* _Instructions to follow_:
Up to and including the line that contains "use tokio::sync::mpsc;", reproduce every line exactly, beginning with the first line below.

*** Records for the exercise Section Begins ***

//! gRPC shell for the proxy's external-processing stream.
//!
//! Each accepted stream runs on its own task: events are read in arrival
//! order, dispatched to the stream's processor, and answered on the same
//! stream. A processor failure ends that stream with a gRPC error without
//! touching the listener or any peer stream.

use std::collections::HashMap;
use std::pin::Pin;
use std::sync::atomic::{AtomicU64, Ordering};
use std::sync::{Arc, RwLock};

use envoy_types::pb::envoy::service::ext_proc::v3::external_processor_server::ExternalProcessor;
use envoy_types::pb::envoy::service::ext_proc::v3::{
    processing_request, processing_response, ProcessingRequest, ProcessingResponse,
    TrailersResponse,
};
use tokio::sync::mpsc;
use tokio_stream::wrappers::ReceiverStream;
use tokio_stream::Stream;
use tonic::{Request, Response, Status, Streaming};
use tracing::{info, warn};

use common::configuration::FilterConfig;

use crate::config::{Snapshot, SnapshotError};
use crate::processor::{
    headers_to_map, ChatCompletionProcessor, ModelsProcessor, PassthroughProcessor, Processor,
    ProcessorFactory,
};

pub const CHAT_COMPLETIONS_PATH: &str = "/v1/chat/completions";
pub const MODELS_PATH: &str = "/v1/models";

pub struct ServerState {
    snapshot: RwLock<Option<Arc<Snapshot>>>,
    generation: AtomicU64,
    factories: HashMap<&'static str, ProcessorFactory>,
}

impl ServerState {
    fn new() -> Self {
        let mut factories: HashMap<&'static str, ProcessorFactory> = HashMap::new();
        factories.insert(CHAT_COMPLETIONS_PATH, ChatCompletionProcessor::factory);
        factories.insert(MODELS_PATH, ModelsProcessor::factory);
        Self {
            snapshot: RwLock::new(None),
            generation: AtomicU64::new(0),
            factories,
        }
    }

    pub fn snapshot(&self) -> Option<Arc<Snapshot>> {
        self.snapshot
            .read()
            .unwrap_or_else(|e| e.into_inner())
            .clone()
    }

    pub fn generation(&self) -> u64 {
        self.generation.load(Ordering::Acquire)
    }
}

/// The external-processor service handle. Cloning shares the state.
#[derive(Clone)]
pub struct ExtProcService {
    state: Arc<ServerState>,
}

impl ExtProcService {
    pub fn new() -> Self {
        Self {
            state: Arc::new(ServerState::new()),
        }
    }

    /// Compile and atomically publish a new configuration snapshot.
    ///
    /// On failure the previous snapshot stays published and the generation
    /// counter is untouched; in-flight streams are unaffected either way.
    pub fn update_config(&self, config: FilterConfig) -> Result<u64, SnapshotError> {
        let generation = self.state.generation.load(Ordering::Acquire) + 1;
        let snapshot = Arc::new(Snapshot::build(config, generation)?);
        *self
            .state
            .snapshot
            .write()
            .unwrap_or_else(|e| e.into_inner()) = Some(snapshot);
        self.state.generation.store(generation, Ordering::Release);
        info!(generation, "published configuration snapshot");
        Ok(generation)
    }

    pub fn state(&self) -> Arc<ServerState> {
        Arc::clone(&self.state)
    }
}

impl Default for ExtProcService {
    fn default() -> Self {
        Self::new()
    }
}

/// Dispatch one stream event to the stream's processor, constructing it on
/// the RequestHeaders event.
pub(crate) async fn handle_event(
    state: &ServerState,
    processor: &mut Option<Box<dyn Processor>>,
    request: processing_request::Request,
) -> Result<ProcessingResponse, Status> {
    match request {
        processing_request::Request::RequestHeaders(headers) => {
            let header_map = headers.headers.unwrap_or_default();
            let headers_map = headers_to_map(&header_map);
            let path = headers_map
                .get(":path")
                .map(String::as_str)
                .unwrap_or_default();
            let path = path.split('?').next().unwrap_or_default().to_string();

            let Some(snapshot) = state.snapshot() else {
                return Err(Status::failed_precondition("configuration not yet loaded"));
            };
            let factory = state
                .factories
                .get(path.as_str())
                .copied()
                .unwrap_or(PassthroughProcessor::factory);
            let mut new_processor = factory(snapshot, headers_map)
                .map_err(|e| Status::internal(format!("failed to set up stream: {e}")))?;
            let response = new_processor
                .process_request_headers(&header_map)
                .await
                .map_err(|e| Status::internal(e.to_string()))?;
            *processor = Some(new_processor);
            Ok(response)
        }
        processing_request::Request::RequestBody(body) => {
            let processor = processor
                .as_mut()
                .ok_or_else(|| Status::invalid_argument("request body before headers"))?;
            processor
                .process_request_body(&body)
                .await
                .map_err(|e| Status::internal(e.to_string()))
        }
        processing_request::Request::ResponseHeaders(headers) => {
            let processor = processor
                .as_mut()
                .ok_or_else(|| Status::invalid_argument("response headers before request"))?;
            processor
                .process_response_headers(&headers.headers.unwrap_or_default())
                .await
                .map_err(|e| Status::internal(e.to_string()))
        }
        processing_request::Request::ResponseBody(body) => {
            let processor = processor
                .as_mut()
                .ok_or_else(|| Status::invalid_argument("response body before request"))?;
            processor
                .process_response_body(&body)
                .await
                .map_err(|e| Status::internal(e.to_string()))
        }
        processing_request::Request::RequestTrailers(_) => Ok(ProcessingResponse {
            response: Some(processing_response::Response::RequestTrailers(
                TrailersResponse::default(),
            )),
            ..Default::default()
        }),
        processing_request::Request::ResponseTrailers(_) => Ok(ProcessingResponse {
            response: Some(processing_response::Response::ResponseTrailers(
                TrailersResponse::default(),
            )),
            ..Default::default()
        }),
    }
}

async fn run_stream(
    state: Arc<ServerState>,
    mut inbound: Streaming<ProcessingRequest>,
    tx: mpsc::Sender<Result<ProcessingResponse, Status>>,
) {
    let mut processor: Option<Box<dyn Processor>> = None;
    loop {
        let message = match inbound.message().await {
            Ok(Some(message)) => message,
            // Stream closed by the proxy; drop the processor with it.
            Ok(None) => break,
            Err(status) => {
                warn!(error = %status, "stream receive error");
                break;
            }
        };
        let Some(request) = message.request else {
            continue;
        };
        match handle_event(&state, &mut processor, request).await {
            Ok(response) => {
                if tx.send(Ok(response)).await.is_err() {
                    break;
                }
            }
            Err(status) => {
                warn!(error = %status, "stream processing error");
                let _ = tx.send(Err(status)).await;
                break;
            }
        }
    }
}

#[tonic::async_trait]
impl ExternalProcessor for ExtProcService {
    type ProcessStream =
        Pin<Box<dyn Stream<Item = Result<ProcessingResponse, Status>> + Send + 'static>>;

    async fn process(
        &self,
        request: Request<Streaming<ProcessingRequest>>,
    ) -> Result<Response<Self::ProcessStream>, Status> {
        let inbound = request.into_inner();
        let (tx, rx) = mpsc::channel(16);
        tokio::spawn(run_stream(self.state(), inbound, tx));
        Ok(Response::new(Box::pin(ReceiverStream::new(rx))))
    }
}

#[cfg(test)]
mod tests {
    use super::*;
    use envoy_types::pb::envoy::service::ext_proc::v3::HttpHeaders;

    fn valid_config() -> FilterConfig {
        FilterConfig::from_yaml(
            r#"
inputSchema: {name: OpenAI, version: v1}
declaredModels: [gpt-4o]
rules:
  - headers: [{name: x-model, value: gpt}]
    backends:
      - name: openai-a
        schema: {name: OpenAI, version: v1}
        weight: 100
"#,
        )
        .unwrap()
    }

    fn broken_config() -> FilterConfig {
        FilterConfig::from_yaml(
            r#"
inputSchema: {name: OpenAI, version: v1}
requestCosts:
  - metadataKey: cost
    type: CEL
    cel: "input_tokens +"
"#,
        )
        .unwrap()
    }

    #[test]
    fn failed_update_keeps_previous_snapshot_and_generation() {
        let service = ExtProcService::new();
        assert!(service.state().snapshot().is_none());

        service.update_config(valid_config()).unwrap();
        let state = service.state();
        assert_eq!(state.generation(), 1);
        let before = state.snapshot().unwrap();

        let err = service.update_config(broken_config()).unwrap_err();
        assert!(matches!(err, SnapshotError::Cost(_)));
        assert_eq!(state.generation(), 1);
        assert!(Arc::ptr_eq(&state.snapshot().unwrap(), &before));

        service.update_config(valid_config()).unwrap();
        assert_eq!(state.generation(), 2);
    }

    #[tokio::test]
    async fn request_headers_dispatches_by_path() {
        let service = ExtProcService::new();
        service.update_config(valid_config()).unwrap();
        let state = service.state();

        let mut processor = None;
        let headers = processing_request::Request::RequestHeaders(HttpHeaders {
            headers: Some(crate::processor::test_support::header_map(&[(
                ":path",
                "/v1/models?limit=10",
            )])),
            ..Default::default()
        });
        let response = handle_event(&state, &mut processor, headers).await.unwrap();
        assert!(matches!(
            response.response,
            Some(processing_response::Response::ImmediateResponse(_))
        ));
    }

    #[tokio::test]
    async fn unknown_path_falls_back_to_passthrough() {
        let service = ExtProcService::new();
        service.update_config(valid_config()).unwrap();
        let state = service.state();

        let mut processor = None;
        let headers = processing_request::Request::RequestHeaders(HttpHeaders {
            headers: Some(crate::processor::test_support::header_map(&[(
                ":path",
                "/v1/embeddings",
            )])),
            ..Default::default()
        });
        let response = handle_event(&state, &mut processor, headers).await.unwrap();
        assert!(matches!(
            response.response,
            Some(processing_response::Response::RequestHeaders(_))
        ));
        assert!(processor.is_some());
    }

    #[tokio::test]
    async fn body_before_headers_is_invalid() {
        let service = ExtProcService::new();
        service.update_config(valid_config()).unwrap();
        let state = service.state();

        let mut processor = None;
        let body = processing_request::Request::RequestBody(Default::default());
        let status = handle_event(&state, &mut processor, body).await.unwrap_err();
        assert_eq!(status.code(), tonic::Code::InvalidArgument);
    }
}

*** Records for the exercise Section Ends ***

* _Answer to this problem_:
//! gRPC shell for the proxy's external-processing stream.
//!
//! Each accepted stream runs on its own task: events are read in arrival
//! order, dispatched to the stream's processor, and answered on the same
//! stream. A processor failure ends that stream with a gRPC error without
//! touching the listener or any peer stream.

use std::collections::HashMap;
use std::pin::Pin;
use std::sync::atomic::{AtomicU64, Ordering};
use std::sync::{Arc, RwLock};

use envoy_types::pb::envoy::service::ext_proc::v3::external_processor_server::ExternalProcessor;
use envoy_types::pb::envoy::service::ext_proc::v3::{
    processing_request, processing_response, ProcessingRequest, ProcessingResponse,
    TrailersResponse,
};
use tokio::sync::mpsc;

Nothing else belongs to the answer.